WORK TASK.
Only the lines below, from the one with "mod handler;" through the one with "#[derive(Parser, Debug)]", are to be written out, exactly.

RAW DATA.
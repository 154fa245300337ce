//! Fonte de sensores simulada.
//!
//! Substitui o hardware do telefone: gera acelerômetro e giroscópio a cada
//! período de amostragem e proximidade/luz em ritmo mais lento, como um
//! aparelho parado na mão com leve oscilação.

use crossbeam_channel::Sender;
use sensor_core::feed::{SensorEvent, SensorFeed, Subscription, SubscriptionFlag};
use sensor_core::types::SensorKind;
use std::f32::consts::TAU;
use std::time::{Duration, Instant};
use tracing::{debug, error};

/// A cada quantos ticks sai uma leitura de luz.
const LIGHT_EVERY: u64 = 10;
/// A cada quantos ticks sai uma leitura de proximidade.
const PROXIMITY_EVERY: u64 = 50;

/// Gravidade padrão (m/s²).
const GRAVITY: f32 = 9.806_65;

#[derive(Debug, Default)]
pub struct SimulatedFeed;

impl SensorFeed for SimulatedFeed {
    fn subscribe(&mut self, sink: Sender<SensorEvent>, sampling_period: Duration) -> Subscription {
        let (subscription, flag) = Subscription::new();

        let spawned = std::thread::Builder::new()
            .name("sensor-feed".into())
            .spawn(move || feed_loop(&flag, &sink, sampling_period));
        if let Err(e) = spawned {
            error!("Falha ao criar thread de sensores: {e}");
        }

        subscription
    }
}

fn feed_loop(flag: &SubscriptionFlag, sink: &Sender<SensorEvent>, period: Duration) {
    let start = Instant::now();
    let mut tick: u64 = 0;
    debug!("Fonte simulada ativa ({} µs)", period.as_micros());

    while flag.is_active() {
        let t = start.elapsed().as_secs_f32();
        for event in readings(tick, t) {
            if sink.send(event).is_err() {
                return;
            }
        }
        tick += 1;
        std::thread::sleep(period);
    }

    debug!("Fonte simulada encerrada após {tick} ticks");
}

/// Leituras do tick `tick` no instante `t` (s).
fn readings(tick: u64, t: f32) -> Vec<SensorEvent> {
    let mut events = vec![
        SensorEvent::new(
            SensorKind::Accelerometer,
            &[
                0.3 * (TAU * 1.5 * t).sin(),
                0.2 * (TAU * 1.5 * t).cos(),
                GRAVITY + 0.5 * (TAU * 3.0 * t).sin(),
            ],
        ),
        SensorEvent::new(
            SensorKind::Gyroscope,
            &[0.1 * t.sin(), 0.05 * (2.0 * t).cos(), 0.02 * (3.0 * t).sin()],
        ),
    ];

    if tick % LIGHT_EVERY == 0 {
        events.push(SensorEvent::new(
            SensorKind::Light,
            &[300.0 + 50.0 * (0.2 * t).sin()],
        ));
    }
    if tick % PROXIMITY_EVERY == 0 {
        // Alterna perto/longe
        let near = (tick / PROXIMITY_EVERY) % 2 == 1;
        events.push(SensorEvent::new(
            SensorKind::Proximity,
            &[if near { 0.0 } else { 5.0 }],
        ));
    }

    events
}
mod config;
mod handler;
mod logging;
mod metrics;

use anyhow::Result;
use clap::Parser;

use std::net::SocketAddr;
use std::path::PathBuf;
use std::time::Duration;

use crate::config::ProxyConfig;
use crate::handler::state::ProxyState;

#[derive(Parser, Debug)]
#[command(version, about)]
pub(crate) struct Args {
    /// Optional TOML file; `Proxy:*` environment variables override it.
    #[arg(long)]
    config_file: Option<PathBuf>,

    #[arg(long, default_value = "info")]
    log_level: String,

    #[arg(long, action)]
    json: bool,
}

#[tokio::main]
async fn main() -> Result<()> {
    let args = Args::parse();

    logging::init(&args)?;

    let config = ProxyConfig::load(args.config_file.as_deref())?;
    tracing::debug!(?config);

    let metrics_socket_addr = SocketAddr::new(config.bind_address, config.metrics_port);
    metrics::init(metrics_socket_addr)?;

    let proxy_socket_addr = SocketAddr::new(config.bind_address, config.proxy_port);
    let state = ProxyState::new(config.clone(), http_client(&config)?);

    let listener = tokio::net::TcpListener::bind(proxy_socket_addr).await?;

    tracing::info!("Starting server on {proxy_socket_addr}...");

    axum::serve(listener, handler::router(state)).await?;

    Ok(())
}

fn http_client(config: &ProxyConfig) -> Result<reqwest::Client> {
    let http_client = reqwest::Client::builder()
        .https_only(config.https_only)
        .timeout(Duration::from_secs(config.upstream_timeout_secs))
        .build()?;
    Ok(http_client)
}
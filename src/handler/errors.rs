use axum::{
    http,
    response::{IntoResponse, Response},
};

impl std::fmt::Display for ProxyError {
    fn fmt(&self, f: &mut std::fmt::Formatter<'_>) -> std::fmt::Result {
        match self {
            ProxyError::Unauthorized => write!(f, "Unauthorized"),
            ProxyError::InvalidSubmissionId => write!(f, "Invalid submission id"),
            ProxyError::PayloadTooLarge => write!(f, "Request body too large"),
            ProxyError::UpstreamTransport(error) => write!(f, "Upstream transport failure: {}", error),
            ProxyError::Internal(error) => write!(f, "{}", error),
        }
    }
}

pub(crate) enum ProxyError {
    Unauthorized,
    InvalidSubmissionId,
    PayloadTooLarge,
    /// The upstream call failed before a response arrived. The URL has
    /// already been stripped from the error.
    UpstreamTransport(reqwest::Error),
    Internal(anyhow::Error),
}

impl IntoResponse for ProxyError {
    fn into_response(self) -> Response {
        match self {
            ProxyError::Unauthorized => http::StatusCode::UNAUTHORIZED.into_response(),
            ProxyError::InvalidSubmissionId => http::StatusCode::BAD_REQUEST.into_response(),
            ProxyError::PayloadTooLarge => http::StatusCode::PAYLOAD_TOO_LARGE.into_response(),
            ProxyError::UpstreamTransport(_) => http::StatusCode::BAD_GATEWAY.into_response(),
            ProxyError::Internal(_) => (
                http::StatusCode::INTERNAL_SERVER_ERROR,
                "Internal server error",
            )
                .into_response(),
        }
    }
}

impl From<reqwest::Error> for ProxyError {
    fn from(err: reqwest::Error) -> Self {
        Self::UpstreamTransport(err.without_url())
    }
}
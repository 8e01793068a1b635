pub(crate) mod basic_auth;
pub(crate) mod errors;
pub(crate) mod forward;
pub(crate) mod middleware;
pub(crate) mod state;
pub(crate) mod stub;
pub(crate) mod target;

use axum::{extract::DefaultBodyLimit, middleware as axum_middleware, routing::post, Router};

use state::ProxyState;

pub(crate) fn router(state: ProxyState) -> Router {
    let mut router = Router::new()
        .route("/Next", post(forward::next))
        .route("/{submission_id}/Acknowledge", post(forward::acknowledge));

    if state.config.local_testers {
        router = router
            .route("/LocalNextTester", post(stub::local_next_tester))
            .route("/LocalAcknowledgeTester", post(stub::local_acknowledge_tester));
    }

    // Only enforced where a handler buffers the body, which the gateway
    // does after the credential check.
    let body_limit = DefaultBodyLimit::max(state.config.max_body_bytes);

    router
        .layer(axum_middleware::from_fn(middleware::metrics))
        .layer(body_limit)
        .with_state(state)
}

ANSWER SPACE.
mod handler;
mod logging;
mod metrics;

use anyhow::Result;
use clap::Parser;

use std::net::SocketAddr;
use std::path::PathBuf;
use std::time::Duration;

use crate::config::ProxyConfig;
use crate::handler::state::ProxyState;

#[derive(Parser, Debug)]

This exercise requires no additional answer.